Após a alta hospitalar, Marcela foi com sua mãe Cacilda Galante Ferreira morar em uma casa na cidade. A necessidade de estar perto de um lugar com assistência médica impediu-as de irem para o sítio da família, onde vive o pai de Marcela, agricultor, Sr. Dionísio Justino Ferreira, com as duas filhas do casal: Débora (19 anos) e Dirlene (16 anos). Em 20 de novembro de 2007, Marcela comemorou seu primeiro aniversário. Em 26 de março de 2008, o Diácono Fábio Costa, que a havia batizado na Santa Casa, logo após o nascimento, completou os ritos do Batismo. Foram padrinhos o prefeito e a primeira dama de Patrocínio Paulista.

A saúde de Marcela parecia muito boa até as 7 horas do dia 1º de agosto de 2008, quando ela vomitou após tomar o leite dado por sua mãe pela sonda nosogástrica. Ao perceber que sua filha ficou arroxeada e com dificuldade de respirar, Sra. Cacilda levou-a imediatamente à Santa Casa de Misericórdia de Patrocínio Paulista, onde foi feita uma radiografia que constatou pneumonia aspirativa total do lado direito. Dra. Regina Helena crê que a pneumonia tenha sido causada por aquele vômito ou por um vômito do dia anterior. Às 12h30min, Marcela sofreu uma parada cardiorrespiratória, mas recuperou-se através de massagens e de um micro-ressuscitador. A médica pediu então uma vaga na Santa Casa de Misericórdia de Franca, ao mesmo tempo em que perguntou para a mãe: “Cacilda, você está preparada?”. A resposta foi firme: “Eu sempre estive preparada. Ela é minha enquanto Deus quiser. Ela foi um anjo que Deus me deu”. Às 14h15min foi comunicada a existência de uma vaga em Franca. Marcela e Sra. Cacilda foram à Santa Casa daquela cidade, acompanhados da médica pediatra Dra. Márcia Beani. Internada na UTI daquele hospital, Marcela iria falecer às 22 horas. No dia seguinte, após um grande velório (“todo o mundo queria pegar na mãozinha dela”, diz sua mãe), o corpo de Marcela foi sepultado às 17 horas no Cemitério Municipal de Patrocínio Paulista.

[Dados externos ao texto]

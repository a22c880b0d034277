//! Resolver - one resolution authority per base directory.
//!
//! Input documents and template includes share the same relative-reference
//! rules, so a template can never read outside the directory the
//! definition was loaded from.
//!
//! Documents the definition loader has already parsed are retained and
//! handed to templates as-is; only other inputs are read from disk.

use std::collections::BTreeMap;
use std::fmt;
use std::path::{Path, PathBuf};
use std::sync::Arc;

use tracing::{debug, instrument, trace};

use crate::{
    application::ports::{ContentResolver, Filesystem, MarkupParser, TemplateStore},
    domain::{RelativeRef, XmlDocument},
    error::LogdocResult,
};

#[derive(Clone)]
pub struct Resolver {
    base_dir: PathBuf,
    filesystem: Arc<dyn Filesystem>,
    parser: Arc<dyn MarkupParser>,
    templates: Arc<dyn TemplateStore>,
    retained: BTreeMap<String, XmlDocument>,
}

impl Resolver {
    pub fn new(
        base_dir: impl Into<PathBuf>,
        filesystem: Arc<dyn Filesystem>,
        parser: Arc<dyn MarkupParser>,
        templates: Arc<dyn TemplateStore>,
    ) -> Self {
        Self {
            base_dir: base_dir.into(),
            filesystem,
            parser,
            templates,
            retained: BTreeMap::new(),
        }
    }

    pub fn base_dir(&self) -> &Path {
        &self.base_dir
    }

    /// Read and parse `name` from the base directory.
    ///
    /// No schema validation happens here; that is the caller's job.
    ///
    /// # Errors
    ///
    /// - `InvalidReference` if `name` would leave the base directory
    /// - `NotFound` if the file is absent
    /// - `Parse` if the markup is malformed
    #[instrument(skip(self), fields(base = %self.base_dir.display()))]
    pub fn load_input_document(&self, name: &str) -> LogdocResult<XmlDocument> {
        let reference = RelativeRef::parse(name)?;
        let path = reference.to_path(&self.base_dir);
        let text = self.filesystem.read_to_string(&path)?;
        let document = self.parser.parse(reference.as_str(), &text)?;
        debug!(document = %reference, root = document.root().name(), "Loaded input document");
        Ok(document)
    }

    /// Keep a parsed document so later template lookups of the same name
    /// reuse it instead of reading the file again.
    pub fn retain(&mut self, document: XmlDocument) {
        self.retained.insert(document.name().to_string(), document);
    }
}

impl ContentResolver for Resolver {
    fn resolve_template(&self, reference: &str) -> LogdocResult<Option<String>> {
        let reference = RelativeRef::parse(reference)?;

        if let Some(source) = self.templates.load(&reference)? {
            trace!(template = %reference, "Resolved from template store");
            return Ok(Some(source));
        }

        let path = reference.to_path(&self.base_dir);
        if self.filesystem.exists(&path) && !self.filesystem.is_dir(&path) {
            trace!(template = %reference, "Resolved from base directory");
            return self.filesystem.read_to_string(&path).map(Some);
        }

        Ok(None)
    }

    fn load_document(&self, reference: &str) -> LogdocResult<XmlDocument> {
        let reference = RelativeRef::parse(reference)?;
        if let Some(document) = self.retained.get(reference.as_str()) {
            trace!(document = %reference, "Reusing parsed document");
            return Ok(document.clone());
        }
        self.load_input_document(reference.as_str())
    }
}

impl fmt::Debug for Resolver {
    fn fmt(&self, f: &mut fmt::Formatter<'_>) -> fmt::Result {
        f.debug_struct("Resolver")
            .field("base_dir", &self.base_dir)
            .field("retained", &self.retained.keys().collect::<Vec<_>>())
            .finish_non_exhaustive()
    }
}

Interrogada sobre a morte de sua filha, Sra. Cacilda afirma: “Triste eu fiquei. Mas chorar, eu não chorei. Eu não estou perdendo ela. Deus está vindo buscar uma coisa que é dele, a jóia rara que eu cuidei. Estou sentindo a falta dela, mas a consciência está tranqüila. Fiz a escolha certa: a vida dela”.

Segundo a mãe, “Marcela uniu mais a família… A gente fez tantos amigos… Agora ela está lá na presença de Deus, cuidando de mim, me dando forças para suportar a falta dela”. A frase que sintetiza o pensamento de Sra. Cacilda é esta: “Só tenho que agradecer”.


Peculiaridades do caso Marcela

O Brasil conhece outro caso de anencefalia em que a criança recebeu alta hospitalar: Maria Teresa, nascida em 17/12/2000, em Fortaleza (CE), recebeu alta depois de 19 dias e só veio a falecer em 29/03/2001, portanto com mais de três meses de nascida.[2]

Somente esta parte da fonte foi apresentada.